Between the lines of a front-page Wall Street Journal article about farm subsidies [$] is an instructive example of the ratchet effect:

Land prices are way up and so are bank deposits, as high corn and soybean prices mean local farmers are making the most money in their lives…An exception to the boom is the local office of the U.S. Agriculture Department, the dispensary of federal payments to farmers from an array of arcane programs with names like ‘loan deficiency’ and ‘milk income loss.’ On a recent afternoon, the parking lot in front of the squat brick building behind a Chinese restaurant was nearly empty.


The reason: Payments from America’s primary farm-subsidy program, dating from the 1930s, have stopped here. Grain prices are far too high to trigger payouts under the program’s ‘price support’ formula. The market, in other words, has done what decades of political wrangling couldn’t: slash farm subsidies.


Though the subsidy payments always ebbed and flowed with crop prices, many economists are convinced that what is happening now is different. A fundamental upward shift in crop prices is creating the real possibility that Midwestern farmers won’t ever again qualify for the primary form of farm subsidy.
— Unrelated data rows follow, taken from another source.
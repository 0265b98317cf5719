//! Lexical emoji detection.
//!
//! Detection is purely table-driven: a token is an emoji when its first
//! scalar falls in an Emoji_Presentation range, or when it carries a
//! forcing mark (variation selector 16 or the combining keycap). No
//! shaping or font data is consulted.

/// Variation selector 16: forces emoji presentation on the preceding
/// character (e.g. `☀` + VS16 = `☀️`).
pub const VARIATION_SELECTOR_16: char = '\u{FE0F}';

/// Combining enclosing keycap, used by keycap sequences like `1️⃣`.
pub const COMBINING_KEYCAP: char = '\u{20E3}';

/// Zero-width joiner, glue inside multi-person/compound emoji.
pub const ZERO_WIDTH_JOINER: char = '\u{200D}';

/// Inclusive codepoint ranges with default emoji presentation.
/// Covers the mainstream emoji blocks; symbols that need VS16 to become
/// emoji are handled by the forcing rules instead.
const EMOJI_PRESENTATION_RANGES: &[(u32, u32)] = &[
    (0x231A, 0x231B),   // watch, hourglass
    (0x23E9, 0x23EC),   // fast-forward block
    (0x23F0, 0x23F0),   // alarm clock
    (0x23F3, 0x23F3),   // hourglass with sand
    (0x25FD, 0x25FE),   // small squares
    (0x2614, 0x2615),   // umbrella, hot beverage
    (0x2648, 0x2653),   // zodiac
    (0x267F, 0x267F),   // wheelchair
    (0x2693, 0x2693),   // anchor
    (0x26A1, 0x26A1),   // high voltage
    (0x26AA, 0x26AB),   // circles
    (0x26BD, 0x26BE),   // soccer, baseball
    (0x26C4, 0x26C5),   // snowman, sun behind cloud
    (0x26CE, 0x26CE),   // ophiuchus
    (0x26D4, 0x26D4),   // no entry
    (0x26EA, 0x26EA),   // church
    (0x26F2, 0x26F3),   // fountain, golf
    (0x26F5, 0x26F5),   // sailboat
    (0x26FA, 0x26FA),   // tent
    (0x26FD, 0x26FD),   // fuel pump
    (0x2705, 0x2705),   // check mark button
    (0x270A, 0x270B),   // fists
    (0x2728, 0x2728),   // sparkles
    (0x274C, 0x274C),   // cross mark
    (0x274E, 0x274E),   // cross mark button
    (0x2753, 0x2755),   // question/exclamation ornaments
    (0x2757, 0x2757),   // exclamation mark
    (0x2795, 0x2797),   // heavy math signs
    (0x27B0, 0x27B0),   // curly loop
    (0x27BF, 0x27BF),   // double curly loop
    (0x2B1B, 0x2B1C),   // large squares
    (0x2B50, 0x2B50),   // star
    (0x2B55, 0x2B55),   // hollow red circle
    (0x1F004, 0x1F004), // mahjong red dragon
    (0x1F0CF, 0x1F0CF), // joker
    (0x1F18E, 0x1F18E), // AB button
    (0x1F191, 0x1F19A), // squared CL..VS
    (0x1F1E6, 0x1F1FF), // regional indicators
    (0x1F201, 0x1F201), // squared katakana koko
    (0x1F21A, 0x1F21A), // squared CJK "free of charge"
    (0x1F22F, 0x1F22F), // squared CJK "reserved"
    (0x1F232, 0x1F236), // squared CJK block
    (0x1F238, 0x1F23A), // squared CJK block
    (0x1F250, 0x1F251), // circled CJK
    (0x1F300, 0x1F320), // weather and landscape
    (0x1F32D, 0x1F335), // food block start
    (0x1F337, 0x1F37C), // plants, food
    (0x1F37E, 0x1F393), // celebration
    (0x1F3A0, 0x1F3CA), // activities
    (0x1F3CF, 0x1F3D3), // sports equipment
    (0x1F3E0, 0x1F3F0), // buildings
    (0x1F3F4, 0x1F3F4), // black flag
    (0x1F3F8, 0x1F43E), // objects, animals
    (0x1F440, 0x1F440), // eyes
    (0x1F442, 0x1F4FC), // body parts, people, objects
    (0x1F4FF, 0x1F53D), // objects, symbols
    (0x1F54B, 0x1F54E), // religious buildings
    (0x1F550, 0x1F567), // clock faces
    (0x1F57A, 0x1F57A), // man dancing
    (0x1F595, 0x1F596), // hands
    (0x1F5A4, 0x1F5A4), // black heart
    (0x1F5FB, 0x1F64F), // places, smileys, gestures
    (0x1F680, 0x1F6C5), // transport
    (0x1F6CC, 0x1F6CC), // person in bed
    (0x1F6D0, 0x1F6D2), // symbols, shopping trolley
    (0x1F6D5, 0x1F6D7), // hindu temple, hut, elevator
    (0x1F6DC, 0x1F6DF), // transport additions
    (0x1F6EB, 0x1F6EC), // airplane departure/arrival
    (0x1F6F4, 0x1F6FC), // scooters, pickup truck
    (0x1F7E0, 0x1F7EB), // colored circles and squares
    (0x1F7F0, 0x1F7F0), // heavy equals sign
    (0x1F90C, 0x1F93A), // gestures, people
    (0x1F93C, 0x1F945), // sports
    (0x1F947, 0x1F9FF), // medals through geometric objects
    (0x1FA70, 0x1FA7C), // objects
    (0x1FA80, 0x1FA89), // objects
    (0x1FA90, 0x1FABD), // animals, objects
    (0x1FABF, 0x1FAC5), // people additions
    (0x1FACE, 0x1FADB), // animals, food additions
    (0x1FAE0, 0x1FAE8), // faces
    (0x1FAF0, 0x1FAF8), // hands
];

/// Skin tone modifiers attach to the preceding emoji.
const TONE_MODIFIERS: (u32, u32) = (0x1F3FB, 0x1F3FF);

/// Whether `c` has default emoji presentation.
pub fn is_emoji_base(c: char) -> bool {
    let cp = c as u32;
    EMOJI_PRESENTATION_RANGES
        .iter()
        .any(|&(lo, hi)| cp >= lo && cp <= hi)
}

/// Whether `c` continues an emoji sequence rather than starting a new
/// token: joiners, forcing marks, and skin tone modifiers.
pub fn is_emoji_extender(c: char) -> bool {
    let cp = c as u32;
    c == VARIATION_SELECTOR_16
        || c == COMBINING_KEYCAP
        || c == ZERO_WIDTH_JOINER
        || (cp >= TONE_MODIFIERS.0 && cp <= TONE_MODIFIERS.1)
}

/// Whether a complete token renders as an emoji: it starts with an
/// emoji-presentation scalar, or a forcing mark appears anywhere in it
/// (keycaps, VS16-bearing symbols).
pub fn is_emoji(token: &str) -> bool {
    let mut chars = token.chars();
    match chars.next() {
        None => false,
        Some(first) => {
            is_emoji_base(first)
                || token
                    .chars()
                    .any(|c| c == VARIATION_SELECTOR_16 || c == COMBINING_KEYCAP)
        }
    }
}

/// Whether any scalar in `text` would begin an emoji token.
pub fn contains_emoji(text: &str) -> bool {
    text.chars()
        .any(|c| is_emoji_base(c) || c == VARIATION_SELECTOR_16 || c == COMBINING_KEYCAP)
}

#[cfg(test)]
mod tests {
    use super::*;

    #[test]
    fn common_emoji_detected() {
        assert!(is_emoji("😀"));
        assert!(is_emoji("🎉"));
        assert!(is_emoji("⚡"));
        assert!(is_emoji("🇧🇷"));
    }

    #[test]
    fn plain_text_not_detected() {
        assert!(!is_emoji("hello"));
        assert!(!is_emoji("a"));
        assert!(!is_emoji("*"));
        assert!(!is_emoji(""));
    }

    #[test]
    fn forcing_marks_detected() {
        // Sun (text presentation by default) forced by VS16.
        assert!(is_emoji("☀\u{FE0F}"));
        assert!(!is_emoji("☀"));
        // Keycap sequence: digit + VS16 + combining keycap.
        assert!(is_emoji("1\u{FE0F}\u{20E3}"));
    }

    #[test]
    fn tone_modifier_extends() {
        assert!(is_emoji_extender('\u{1F3FB}'));
        assert!(is_emoji_extender(ZERO_WIDTH_JOINER));
        assert!(!is_emoji_extender('x'));
    }
}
There remain other types of subsidies, which continue to pay out because they aren’t linked to market prices. But high prices are undermining political support for those programs…

Well, there’s some good news. Maybe we can start downsizing the USDA, including by closing some of those local offices? Not so fast. The last two paragraphs of the article (on page A10) leave us with this cheery thought [emphasis added]:

Meanwhile, workers in the USDA’s county offices, seeing the handwriting on the wall, are campaigning for new things to do, now that there aren’t any price-support payments to dispense. One idea is to give them responsibility for federally subsidized crop insurance, currently handled by private companies.

Heck, why not? Heaven knows the federal government is flush with cash.